[[ SUPPLIED RECORDS open ]]

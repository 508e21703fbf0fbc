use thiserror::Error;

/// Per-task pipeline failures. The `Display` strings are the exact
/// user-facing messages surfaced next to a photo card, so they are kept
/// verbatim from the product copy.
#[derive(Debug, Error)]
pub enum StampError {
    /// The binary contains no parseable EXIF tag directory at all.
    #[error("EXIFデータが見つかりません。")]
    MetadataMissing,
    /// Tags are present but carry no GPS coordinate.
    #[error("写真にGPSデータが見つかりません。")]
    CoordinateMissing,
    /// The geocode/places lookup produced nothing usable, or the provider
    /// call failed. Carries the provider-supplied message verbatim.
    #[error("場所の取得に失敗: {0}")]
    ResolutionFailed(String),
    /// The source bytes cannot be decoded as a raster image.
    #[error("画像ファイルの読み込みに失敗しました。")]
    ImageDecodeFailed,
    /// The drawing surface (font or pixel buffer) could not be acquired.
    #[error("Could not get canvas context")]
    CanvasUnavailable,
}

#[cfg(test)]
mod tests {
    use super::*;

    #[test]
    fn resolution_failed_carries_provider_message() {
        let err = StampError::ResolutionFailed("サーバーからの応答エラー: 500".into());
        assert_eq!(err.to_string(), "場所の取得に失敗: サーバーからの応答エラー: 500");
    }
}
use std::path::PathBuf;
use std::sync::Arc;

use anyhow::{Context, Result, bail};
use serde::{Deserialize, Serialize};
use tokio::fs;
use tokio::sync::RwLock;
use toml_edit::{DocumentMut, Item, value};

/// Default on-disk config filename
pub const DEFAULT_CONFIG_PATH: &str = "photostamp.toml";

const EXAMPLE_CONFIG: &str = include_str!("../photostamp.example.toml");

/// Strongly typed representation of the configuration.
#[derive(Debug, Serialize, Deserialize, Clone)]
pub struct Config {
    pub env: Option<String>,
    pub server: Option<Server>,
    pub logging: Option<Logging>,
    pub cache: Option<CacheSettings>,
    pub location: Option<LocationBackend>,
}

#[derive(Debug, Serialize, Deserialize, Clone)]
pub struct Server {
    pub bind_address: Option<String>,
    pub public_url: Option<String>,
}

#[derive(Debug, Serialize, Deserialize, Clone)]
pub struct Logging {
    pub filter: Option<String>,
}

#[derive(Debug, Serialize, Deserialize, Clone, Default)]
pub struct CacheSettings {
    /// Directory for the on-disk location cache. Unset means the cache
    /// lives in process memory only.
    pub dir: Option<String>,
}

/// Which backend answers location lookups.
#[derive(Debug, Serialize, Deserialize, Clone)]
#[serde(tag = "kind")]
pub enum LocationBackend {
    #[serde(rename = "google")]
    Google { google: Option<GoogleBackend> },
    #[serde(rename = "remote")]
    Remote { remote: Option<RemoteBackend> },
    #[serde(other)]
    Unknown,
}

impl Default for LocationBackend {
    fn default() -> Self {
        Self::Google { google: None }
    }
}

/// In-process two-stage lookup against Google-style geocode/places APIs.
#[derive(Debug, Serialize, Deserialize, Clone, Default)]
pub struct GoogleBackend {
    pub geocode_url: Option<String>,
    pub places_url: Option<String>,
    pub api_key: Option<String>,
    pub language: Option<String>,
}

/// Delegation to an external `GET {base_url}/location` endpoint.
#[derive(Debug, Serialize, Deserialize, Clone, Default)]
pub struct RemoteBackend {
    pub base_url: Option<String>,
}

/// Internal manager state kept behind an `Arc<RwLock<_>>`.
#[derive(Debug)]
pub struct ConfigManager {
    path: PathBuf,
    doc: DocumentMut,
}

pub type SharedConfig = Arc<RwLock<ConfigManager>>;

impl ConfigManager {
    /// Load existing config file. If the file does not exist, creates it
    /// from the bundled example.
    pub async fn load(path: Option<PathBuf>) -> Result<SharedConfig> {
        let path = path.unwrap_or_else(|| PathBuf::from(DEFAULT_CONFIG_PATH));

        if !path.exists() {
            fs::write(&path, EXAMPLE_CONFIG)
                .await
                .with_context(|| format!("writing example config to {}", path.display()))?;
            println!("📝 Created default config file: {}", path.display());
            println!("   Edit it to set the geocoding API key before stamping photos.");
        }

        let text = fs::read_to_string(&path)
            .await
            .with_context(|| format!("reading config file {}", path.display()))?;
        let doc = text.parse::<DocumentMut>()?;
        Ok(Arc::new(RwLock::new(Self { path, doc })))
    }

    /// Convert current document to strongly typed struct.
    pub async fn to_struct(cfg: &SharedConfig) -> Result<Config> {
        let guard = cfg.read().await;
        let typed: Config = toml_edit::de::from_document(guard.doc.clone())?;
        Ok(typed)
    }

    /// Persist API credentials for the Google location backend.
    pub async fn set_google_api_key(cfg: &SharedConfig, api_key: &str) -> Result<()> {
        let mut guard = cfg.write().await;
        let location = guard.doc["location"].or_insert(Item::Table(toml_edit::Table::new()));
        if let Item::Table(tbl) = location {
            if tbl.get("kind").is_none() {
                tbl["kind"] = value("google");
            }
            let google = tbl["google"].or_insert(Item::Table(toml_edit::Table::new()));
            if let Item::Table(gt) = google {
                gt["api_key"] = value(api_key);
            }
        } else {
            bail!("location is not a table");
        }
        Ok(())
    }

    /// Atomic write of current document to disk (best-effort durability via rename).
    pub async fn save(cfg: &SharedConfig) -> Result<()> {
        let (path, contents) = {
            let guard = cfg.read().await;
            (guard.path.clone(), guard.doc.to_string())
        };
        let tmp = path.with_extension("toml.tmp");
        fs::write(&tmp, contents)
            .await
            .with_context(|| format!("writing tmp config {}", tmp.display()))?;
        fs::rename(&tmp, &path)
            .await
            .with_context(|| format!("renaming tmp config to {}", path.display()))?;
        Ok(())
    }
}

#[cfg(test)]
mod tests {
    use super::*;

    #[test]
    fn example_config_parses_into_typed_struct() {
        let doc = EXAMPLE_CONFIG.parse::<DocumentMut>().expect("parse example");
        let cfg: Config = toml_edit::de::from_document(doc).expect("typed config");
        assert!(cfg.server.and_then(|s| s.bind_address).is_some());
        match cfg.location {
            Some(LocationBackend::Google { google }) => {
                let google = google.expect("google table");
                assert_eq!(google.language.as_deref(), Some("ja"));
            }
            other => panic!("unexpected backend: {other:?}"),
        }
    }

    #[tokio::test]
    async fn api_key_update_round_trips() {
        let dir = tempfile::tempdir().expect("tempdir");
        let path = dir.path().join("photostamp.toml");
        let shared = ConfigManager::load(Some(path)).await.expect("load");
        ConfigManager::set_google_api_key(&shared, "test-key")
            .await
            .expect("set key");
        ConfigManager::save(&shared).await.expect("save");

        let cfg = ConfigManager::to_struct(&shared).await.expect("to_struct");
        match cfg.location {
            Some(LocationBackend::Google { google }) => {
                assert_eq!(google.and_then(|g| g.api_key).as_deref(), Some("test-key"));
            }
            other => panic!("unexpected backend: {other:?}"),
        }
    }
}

[[ SUPPLIED RECORDS closed ]]

WHAT YOU HAVE TO DO
Transcribe the lines from the first line of the records through the line that contains "a raster image.", both included, and add nothing else.

RESULT OF THE TASK
repository 508e21703fbf0fbc
use thiserror::Error;

/// Per-task pipeline failures. The `Display` strings are the exact
/// user-facing messages surfaced next to a photo card, so they are kept
/// verbatim from the product copy.
#[derive(Debug, Error)]
pub enum StampError {
    /// The binary contains no parseable EXIF tag directory at all.
    #[error("EXIFデータが見つかりません。")]
    MetadataMissing,
    /// Tags are present but carry no GPS coordinate.
    #[error("写真にGPSデータが見つかりません。")]
    CoordinateMissing,
    /// The geocode/places lookup produced nothing usable, or the provider
    /// call failed. Carries the provider-supplied message verbatim.
    #[error("場所の取得に失敗: {0}")]
    ResolutionFailed(String),
    /// The source bytes cannot be decoded as a raster image.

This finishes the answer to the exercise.